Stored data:
——————————

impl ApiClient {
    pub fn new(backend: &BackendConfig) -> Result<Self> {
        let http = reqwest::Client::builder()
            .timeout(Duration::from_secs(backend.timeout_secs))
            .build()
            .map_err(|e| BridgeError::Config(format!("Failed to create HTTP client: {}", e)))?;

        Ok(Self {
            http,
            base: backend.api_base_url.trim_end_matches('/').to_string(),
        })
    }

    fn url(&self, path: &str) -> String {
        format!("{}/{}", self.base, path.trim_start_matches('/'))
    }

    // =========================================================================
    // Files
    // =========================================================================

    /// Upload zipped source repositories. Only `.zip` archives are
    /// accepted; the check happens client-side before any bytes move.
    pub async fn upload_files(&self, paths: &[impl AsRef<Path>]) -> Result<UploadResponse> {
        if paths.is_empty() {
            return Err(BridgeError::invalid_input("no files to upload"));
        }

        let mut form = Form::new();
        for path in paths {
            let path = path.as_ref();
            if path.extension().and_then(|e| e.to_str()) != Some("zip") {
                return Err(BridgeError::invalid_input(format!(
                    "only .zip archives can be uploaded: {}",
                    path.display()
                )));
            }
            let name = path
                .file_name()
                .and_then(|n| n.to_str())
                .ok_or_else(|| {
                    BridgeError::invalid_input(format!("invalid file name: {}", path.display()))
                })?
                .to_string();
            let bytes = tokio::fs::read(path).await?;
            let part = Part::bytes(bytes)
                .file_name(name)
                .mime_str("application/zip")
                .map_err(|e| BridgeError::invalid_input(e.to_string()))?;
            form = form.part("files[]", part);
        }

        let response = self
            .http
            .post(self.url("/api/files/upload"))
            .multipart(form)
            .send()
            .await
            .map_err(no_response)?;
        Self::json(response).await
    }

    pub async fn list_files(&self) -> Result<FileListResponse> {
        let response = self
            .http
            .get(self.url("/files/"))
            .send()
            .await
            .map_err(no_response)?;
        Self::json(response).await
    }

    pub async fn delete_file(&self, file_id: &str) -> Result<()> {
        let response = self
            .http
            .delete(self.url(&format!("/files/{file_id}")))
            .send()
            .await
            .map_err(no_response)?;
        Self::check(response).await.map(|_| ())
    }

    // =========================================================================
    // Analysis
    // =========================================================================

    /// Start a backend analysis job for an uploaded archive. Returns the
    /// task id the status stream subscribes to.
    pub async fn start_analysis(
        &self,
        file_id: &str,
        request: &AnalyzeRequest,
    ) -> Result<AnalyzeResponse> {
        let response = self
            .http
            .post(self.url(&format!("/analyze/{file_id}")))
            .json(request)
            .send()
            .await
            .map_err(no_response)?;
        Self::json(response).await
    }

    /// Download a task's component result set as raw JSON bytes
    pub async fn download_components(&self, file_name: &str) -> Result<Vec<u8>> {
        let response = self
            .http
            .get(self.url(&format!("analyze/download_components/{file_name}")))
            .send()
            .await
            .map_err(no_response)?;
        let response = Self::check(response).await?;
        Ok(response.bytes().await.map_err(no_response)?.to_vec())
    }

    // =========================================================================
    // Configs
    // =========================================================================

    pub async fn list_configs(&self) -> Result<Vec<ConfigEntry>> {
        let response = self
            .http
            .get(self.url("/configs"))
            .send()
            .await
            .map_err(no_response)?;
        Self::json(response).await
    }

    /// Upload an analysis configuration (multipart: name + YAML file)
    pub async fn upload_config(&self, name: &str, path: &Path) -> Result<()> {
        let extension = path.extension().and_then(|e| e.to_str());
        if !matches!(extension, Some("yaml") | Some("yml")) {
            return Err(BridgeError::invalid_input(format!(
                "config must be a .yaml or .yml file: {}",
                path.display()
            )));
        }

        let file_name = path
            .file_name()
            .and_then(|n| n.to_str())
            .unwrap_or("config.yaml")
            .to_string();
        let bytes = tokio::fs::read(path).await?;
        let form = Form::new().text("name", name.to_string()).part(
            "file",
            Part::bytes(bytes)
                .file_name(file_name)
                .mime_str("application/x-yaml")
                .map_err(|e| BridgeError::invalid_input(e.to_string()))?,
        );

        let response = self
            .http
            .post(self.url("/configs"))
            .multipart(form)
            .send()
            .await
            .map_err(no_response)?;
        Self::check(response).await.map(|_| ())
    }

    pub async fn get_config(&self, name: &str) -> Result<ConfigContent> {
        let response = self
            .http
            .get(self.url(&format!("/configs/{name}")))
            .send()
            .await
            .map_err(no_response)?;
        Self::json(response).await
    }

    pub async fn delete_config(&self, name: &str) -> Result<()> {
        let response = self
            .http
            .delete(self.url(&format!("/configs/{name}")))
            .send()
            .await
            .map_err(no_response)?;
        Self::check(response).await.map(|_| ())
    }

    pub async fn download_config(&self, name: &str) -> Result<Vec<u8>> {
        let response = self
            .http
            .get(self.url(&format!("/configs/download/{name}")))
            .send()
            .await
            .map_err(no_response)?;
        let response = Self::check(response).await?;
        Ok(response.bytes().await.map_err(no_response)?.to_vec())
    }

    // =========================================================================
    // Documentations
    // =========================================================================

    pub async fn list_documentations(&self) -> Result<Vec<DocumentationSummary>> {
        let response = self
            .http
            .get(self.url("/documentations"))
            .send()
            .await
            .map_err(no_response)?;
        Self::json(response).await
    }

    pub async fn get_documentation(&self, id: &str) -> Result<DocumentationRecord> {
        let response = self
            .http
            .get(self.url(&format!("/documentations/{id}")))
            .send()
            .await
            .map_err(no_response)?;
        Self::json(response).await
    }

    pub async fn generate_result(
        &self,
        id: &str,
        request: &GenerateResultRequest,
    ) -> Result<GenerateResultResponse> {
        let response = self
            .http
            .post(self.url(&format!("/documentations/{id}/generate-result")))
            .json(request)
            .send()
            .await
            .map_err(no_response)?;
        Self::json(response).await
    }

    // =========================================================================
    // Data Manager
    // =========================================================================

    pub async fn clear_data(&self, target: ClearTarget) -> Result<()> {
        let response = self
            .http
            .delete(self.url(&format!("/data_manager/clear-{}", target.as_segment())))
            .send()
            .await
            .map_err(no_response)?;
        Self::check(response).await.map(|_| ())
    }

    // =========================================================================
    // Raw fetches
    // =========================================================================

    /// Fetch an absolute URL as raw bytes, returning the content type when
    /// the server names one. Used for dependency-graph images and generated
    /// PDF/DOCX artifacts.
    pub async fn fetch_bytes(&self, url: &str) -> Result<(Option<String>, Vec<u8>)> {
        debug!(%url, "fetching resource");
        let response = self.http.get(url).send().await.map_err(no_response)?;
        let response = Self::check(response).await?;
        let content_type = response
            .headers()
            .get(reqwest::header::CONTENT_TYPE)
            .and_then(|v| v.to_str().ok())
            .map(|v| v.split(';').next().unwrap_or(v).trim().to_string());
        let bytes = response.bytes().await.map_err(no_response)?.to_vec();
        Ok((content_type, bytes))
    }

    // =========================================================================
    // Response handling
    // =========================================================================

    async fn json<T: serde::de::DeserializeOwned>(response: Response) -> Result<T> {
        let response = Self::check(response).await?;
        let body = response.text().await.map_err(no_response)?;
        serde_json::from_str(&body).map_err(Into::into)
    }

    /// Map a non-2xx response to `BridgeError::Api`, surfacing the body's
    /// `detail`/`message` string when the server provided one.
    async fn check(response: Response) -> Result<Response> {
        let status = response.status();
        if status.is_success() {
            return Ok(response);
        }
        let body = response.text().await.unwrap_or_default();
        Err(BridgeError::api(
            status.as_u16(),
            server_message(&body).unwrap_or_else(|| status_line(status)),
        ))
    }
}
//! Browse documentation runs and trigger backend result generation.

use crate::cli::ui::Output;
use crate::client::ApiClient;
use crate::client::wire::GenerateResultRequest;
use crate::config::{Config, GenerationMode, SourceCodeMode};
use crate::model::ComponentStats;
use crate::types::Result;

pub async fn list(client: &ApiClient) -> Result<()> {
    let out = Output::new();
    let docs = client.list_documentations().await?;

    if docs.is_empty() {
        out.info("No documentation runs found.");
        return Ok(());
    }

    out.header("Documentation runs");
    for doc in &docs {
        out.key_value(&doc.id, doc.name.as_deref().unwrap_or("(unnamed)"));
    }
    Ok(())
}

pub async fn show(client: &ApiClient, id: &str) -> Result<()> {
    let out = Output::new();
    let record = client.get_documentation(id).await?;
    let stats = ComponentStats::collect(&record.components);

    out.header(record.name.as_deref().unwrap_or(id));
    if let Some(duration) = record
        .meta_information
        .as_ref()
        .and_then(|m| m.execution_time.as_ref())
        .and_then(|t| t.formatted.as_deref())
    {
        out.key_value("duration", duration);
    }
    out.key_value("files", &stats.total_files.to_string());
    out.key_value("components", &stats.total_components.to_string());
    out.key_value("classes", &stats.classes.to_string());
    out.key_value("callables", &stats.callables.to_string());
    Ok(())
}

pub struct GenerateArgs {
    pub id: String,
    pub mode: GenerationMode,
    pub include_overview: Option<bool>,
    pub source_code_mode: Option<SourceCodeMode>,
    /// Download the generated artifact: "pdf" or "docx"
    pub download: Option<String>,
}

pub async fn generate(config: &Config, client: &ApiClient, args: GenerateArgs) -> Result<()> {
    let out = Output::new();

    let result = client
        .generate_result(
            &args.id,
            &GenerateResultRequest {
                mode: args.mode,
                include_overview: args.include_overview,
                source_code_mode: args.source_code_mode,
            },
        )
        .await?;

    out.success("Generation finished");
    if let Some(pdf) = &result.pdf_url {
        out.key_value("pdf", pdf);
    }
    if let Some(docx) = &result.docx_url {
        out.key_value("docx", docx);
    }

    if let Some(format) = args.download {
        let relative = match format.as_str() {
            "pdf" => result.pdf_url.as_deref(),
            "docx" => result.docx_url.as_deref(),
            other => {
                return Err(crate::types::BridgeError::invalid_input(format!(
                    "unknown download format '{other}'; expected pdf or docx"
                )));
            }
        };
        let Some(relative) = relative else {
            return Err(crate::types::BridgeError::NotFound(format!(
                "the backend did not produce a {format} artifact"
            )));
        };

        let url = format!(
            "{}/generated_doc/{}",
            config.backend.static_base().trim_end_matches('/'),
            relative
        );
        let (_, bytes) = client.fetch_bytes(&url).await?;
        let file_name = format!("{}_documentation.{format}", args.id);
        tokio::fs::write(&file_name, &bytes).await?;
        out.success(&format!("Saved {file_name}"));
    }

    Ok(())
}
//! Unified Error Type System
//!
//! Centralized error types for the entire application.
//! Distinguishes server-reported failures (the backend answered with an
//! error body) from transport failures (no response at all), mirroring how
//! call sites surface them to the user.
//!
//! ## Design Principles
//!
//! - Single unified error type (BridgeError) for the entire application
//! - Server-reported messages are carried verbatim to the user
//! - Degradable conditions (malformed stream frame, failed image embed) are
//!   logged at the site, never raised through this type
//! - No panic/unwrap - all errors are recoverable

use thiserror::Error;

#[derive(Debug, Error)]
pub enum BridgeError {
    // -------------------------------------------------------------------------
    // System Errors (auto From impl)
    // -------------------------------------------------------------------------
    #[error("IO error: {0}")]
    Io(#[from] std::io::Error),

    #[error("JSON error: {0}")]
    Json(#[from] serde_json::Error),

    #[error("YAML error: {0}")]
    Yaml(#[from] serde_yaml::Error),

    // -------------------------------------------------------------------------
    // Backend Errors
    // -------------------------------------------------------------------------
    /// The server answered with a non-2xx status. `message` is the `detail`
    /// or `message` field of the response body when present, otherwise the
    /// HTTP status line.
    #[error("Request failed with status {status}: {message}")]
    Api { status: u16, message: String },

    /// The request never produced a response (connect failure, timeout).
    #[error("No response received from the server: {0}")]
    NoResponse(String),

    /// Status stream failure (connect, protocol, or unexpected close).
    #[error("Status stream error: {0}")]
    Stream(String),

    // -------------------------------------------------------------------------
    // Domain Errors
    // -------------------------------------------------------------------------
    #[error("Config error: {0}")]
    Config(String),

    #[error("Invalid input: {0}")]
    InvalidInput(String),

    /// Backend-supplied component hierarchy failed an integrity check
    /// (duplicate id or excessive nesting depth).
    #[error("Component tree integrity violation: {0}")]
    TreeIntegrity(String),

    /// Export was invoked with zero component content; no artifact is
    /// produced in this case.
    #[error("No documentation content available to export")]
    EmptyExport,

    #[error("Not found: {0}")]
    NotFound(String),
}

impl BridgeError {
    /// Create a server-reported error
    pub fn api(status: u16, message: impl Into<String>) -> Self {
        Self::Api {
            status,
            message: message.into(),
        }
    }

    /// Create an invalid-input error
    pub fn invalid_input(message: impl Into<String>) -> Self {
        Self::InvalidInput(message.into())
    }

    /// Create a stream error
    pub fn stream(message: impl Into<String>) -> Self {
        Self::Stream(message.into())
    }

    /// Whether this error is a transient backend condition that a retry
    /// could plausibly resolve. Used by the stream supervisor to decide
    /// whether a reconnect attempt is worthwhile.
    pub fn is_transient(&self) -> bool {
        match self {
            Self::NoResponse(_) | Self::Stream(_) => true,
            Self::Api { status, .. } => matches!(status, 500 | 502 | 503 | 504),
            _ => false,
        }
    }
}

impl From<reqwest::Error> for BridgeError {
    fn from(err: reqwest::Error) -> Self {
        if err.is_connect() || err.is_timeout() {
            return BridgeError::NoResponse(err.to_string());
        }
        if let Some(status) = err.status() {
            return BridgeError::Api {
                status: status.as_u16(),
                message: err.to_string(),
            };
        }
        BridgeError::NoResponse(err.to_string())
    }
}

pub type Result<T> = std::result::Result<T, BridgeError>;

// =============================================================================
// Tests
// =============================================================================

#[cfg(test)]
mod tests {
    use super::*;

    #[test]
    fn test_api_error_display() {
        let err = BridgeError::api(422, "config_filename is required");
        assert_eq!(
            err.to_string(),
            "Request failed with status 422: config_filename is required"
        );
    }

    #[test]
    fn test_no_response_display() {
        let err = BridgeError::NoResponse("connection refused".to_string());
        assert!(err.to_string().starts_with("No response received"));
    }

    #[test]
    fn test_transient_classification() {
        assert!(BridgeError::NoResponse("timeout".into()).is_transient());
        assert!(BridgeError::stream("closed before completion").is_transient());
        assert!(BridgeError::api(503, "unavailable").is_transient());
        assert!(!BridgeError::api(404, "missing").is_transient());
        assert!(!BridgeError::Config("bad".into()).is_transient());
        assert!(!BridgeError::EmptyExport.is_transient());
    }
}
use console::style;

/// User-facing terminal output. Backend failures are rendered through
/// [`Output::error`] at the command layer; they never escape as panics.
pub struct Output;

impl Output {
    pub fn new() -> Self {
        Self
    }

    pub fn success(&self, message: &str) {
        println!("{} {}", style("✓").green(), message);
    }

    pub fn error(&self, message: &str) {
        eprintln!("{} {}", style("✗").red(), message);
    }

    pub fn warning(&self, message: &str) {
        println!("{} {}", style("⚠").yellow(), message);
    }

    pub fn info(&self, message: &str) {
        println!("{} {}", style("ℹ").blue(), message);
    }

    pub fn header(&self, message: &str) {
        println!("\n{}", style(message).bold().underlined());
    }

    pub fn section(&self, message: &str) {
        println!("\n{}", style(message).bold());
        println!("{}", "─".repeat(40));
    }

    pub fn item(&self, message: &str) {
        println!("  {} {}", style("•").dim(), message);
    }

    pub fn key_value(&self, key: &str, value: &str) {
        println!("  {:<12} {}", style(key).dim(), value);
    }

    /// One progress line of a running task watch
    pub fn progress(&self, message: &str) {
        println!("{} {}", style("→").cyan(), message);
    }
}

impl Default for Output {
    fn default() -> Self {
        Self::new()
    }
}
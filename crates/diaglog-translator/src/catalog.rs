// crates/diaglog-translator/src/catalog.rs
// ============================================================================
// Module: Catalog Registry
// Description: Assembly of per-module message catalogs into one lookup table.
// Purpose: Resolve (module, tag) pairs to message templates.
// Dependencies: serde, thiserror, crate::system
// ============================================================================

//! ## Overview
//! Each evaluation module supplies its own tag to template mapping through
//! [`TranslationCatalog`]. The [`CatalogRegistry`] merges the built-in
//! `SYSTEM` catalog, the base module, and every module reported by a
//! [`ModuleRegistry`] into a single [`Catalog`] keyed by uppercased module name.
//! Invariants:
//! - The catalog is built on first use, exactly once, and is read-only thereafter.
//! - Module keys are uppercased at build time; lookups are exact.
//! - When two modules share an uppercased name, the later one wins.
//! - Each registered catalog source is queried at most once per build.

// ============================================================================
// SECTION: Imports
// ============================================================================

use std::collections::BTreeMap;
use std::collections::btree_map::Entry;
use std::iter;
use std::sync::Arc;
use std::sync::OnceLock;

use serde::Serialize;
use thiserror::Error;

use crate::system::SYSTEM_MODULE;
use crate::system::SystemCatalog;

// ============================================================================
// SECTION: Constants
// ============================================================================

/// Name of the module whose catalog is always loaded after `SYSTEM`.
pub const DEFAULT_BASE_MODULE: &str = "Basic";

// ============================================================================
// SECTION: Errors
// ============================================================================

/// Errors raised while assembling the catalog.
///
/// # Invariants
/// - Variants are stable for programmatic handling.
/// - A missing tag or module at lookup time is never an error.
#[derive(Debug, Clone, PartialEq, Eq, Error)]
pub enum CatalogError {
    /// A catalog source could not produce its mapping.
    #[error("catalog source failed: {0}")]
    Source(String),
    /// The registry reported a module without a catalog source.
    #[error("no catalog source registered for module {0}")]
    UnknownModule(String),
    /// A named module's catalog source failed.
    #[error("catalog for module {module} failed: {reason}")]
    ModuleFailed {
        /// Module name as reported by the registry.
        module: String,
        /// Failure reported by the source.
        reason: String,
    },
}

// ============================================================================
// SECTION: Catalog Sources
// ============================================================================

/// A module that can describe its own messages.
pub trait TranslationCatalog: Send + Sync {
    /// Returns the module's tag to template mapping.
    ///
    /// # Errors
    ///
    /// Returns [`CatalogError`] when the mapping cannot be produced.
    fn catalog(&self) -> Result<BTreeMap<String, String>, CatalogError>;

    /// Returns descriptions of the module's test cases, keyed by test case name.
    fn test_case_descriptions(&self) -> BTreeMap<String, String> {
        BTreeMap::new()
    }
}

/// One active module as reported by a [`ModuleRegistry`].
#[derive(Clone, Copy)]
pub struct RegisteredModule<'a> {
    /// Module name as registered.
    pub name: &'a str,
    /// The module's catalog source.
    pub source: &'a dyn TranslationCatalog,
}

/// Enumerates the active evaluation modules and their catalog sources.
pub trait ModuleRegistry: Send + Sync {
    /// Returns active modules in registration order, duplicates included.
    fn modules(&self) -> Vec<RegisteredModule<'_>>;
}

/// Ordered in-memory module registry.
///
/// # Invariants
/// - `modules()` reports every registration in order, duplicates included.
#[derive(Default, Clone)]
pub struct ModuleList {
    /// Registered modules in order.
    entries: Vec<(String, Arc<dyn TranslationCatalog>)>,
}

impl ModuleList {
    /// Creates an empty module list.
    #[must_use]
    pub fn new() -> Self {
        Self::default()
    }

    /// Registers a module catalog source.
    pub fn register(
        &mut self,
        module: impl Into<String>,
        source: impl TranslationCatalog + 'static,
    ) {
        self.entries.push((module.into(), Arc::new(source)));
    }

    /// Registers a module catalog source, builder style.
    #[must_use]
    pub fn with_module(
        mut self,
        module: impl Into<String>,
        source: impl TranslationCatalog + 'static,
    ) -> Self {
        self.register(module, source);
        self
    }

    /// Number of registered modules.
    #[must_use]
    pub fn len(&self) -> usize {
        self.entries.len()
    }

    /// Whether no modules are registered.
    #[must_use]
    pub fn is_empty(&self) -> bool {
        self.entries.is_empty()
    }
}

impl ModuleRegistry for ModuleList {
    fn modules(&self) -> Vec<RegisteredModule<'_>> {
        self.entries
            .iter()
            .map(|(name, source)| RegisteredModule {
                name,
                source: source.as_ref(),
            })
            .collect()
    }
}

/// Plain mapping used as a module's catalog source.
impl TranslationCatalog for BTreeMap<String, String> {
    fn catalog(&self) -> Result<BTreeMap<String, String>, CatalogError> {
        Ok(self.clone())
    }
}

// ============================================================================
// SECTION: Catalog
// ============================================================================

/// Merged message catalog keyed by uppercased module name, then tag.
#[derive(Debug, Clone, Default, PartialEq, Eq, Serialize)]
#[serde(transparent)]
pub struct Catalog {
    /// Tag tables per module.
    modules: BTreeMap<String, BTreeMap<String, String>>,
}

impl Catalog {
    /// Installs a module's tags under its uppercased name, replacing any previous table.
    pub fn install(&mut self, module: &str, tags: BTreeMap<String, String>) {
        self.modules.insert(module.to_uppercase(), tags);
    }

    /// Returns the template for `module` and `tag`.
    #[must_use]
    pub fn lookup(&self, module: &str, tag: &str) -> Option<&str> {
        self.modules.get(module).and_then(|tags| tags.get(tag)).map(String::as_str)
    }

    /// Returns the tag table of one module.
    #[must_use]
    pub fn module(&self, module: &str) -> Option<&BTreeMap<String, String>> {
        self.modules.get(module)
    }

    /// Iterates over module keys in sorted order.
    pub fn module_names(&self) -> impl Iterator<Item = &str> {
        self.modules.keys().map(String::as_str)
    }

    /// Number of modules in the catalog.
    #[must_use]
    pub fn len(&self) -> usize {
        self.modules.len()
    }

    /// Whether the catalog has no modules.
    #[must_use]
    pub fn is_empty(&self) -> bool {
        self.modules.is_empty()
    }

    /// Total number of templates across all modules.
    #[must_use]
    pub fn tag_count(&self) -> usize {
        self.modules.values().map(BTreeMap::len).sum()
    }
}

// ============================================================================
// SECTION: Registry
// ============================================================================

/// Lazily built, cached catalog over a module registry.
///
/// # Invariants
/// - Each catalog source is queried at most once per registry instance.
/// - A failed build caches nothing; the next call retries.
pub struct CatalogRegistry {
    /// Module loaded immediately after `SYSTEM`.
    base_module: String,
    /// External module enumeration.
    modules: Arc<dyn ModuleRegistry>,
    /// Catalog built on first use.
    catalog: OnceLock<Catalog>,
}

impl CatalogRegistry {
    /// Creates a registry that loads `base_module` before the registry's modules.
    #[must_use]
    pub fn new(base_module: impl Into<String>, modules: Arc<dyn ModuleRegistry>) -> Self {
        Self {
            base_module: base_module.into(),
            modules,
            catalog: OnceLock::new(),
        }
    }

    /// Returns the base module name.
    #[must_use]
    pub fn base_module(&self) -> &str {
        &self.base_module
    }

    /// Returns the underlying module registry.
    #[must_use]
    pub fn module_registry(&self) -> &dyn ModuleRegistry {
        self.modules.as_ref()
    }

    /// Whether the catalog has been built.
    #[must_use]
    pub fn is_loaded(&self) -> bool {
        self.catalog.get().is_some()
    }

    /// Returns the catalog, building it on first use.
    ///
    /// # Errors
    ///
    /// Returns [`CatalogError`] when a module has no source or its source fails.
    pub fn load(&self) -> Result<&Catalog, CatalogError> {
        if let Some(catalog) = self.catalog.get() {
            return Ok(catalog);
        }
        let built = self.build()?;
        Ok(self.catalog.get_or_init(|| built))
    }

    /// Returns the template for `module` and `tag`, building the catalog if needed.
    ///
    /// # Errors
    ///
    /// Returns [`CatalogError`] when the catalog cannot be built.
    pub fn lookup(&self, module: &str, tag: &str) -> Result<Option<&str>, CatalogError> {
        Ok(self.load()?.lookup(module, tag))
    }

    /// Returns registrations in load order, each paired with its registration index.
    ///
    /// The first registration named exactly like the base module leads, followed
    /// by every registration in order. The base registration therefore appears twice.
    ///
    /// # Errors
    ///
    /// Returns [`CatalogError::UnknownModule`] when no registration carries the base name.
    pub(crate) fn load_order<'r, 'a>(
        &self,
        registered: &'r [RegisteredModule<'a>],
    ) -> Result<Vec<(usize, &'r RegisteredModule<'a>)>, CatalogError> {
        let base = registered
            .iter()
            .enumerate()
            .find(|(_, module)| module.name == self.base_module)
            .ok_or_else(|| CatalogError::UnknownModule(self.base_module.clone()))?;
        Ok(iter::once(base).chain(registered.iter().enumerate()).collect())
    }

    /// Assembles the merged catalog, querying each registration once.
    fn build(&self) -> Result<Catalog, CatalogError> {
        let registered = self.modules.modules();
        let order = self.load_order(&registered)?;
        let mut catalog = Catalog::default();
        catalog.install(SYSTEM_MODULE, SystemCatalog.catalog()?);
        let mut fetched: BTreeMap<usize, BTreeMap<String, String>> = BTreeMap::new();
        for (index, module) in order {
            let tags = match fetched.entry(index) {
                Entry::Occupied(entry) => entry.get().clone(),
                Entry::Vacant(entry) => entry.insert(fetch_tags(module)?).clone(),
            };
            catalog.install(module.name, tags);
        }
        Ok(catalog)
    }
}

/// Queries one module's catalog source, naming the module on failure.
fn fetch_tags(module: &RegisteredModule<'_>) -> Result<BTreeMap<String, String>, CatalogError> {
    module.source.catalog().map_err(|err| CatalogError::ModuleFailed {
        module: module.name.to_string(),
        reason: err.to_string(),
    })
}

——————————

What this task involves:
Looking only at the data above, say how many of its lines contain the string "building", and nothing more.

Exercise solution:
2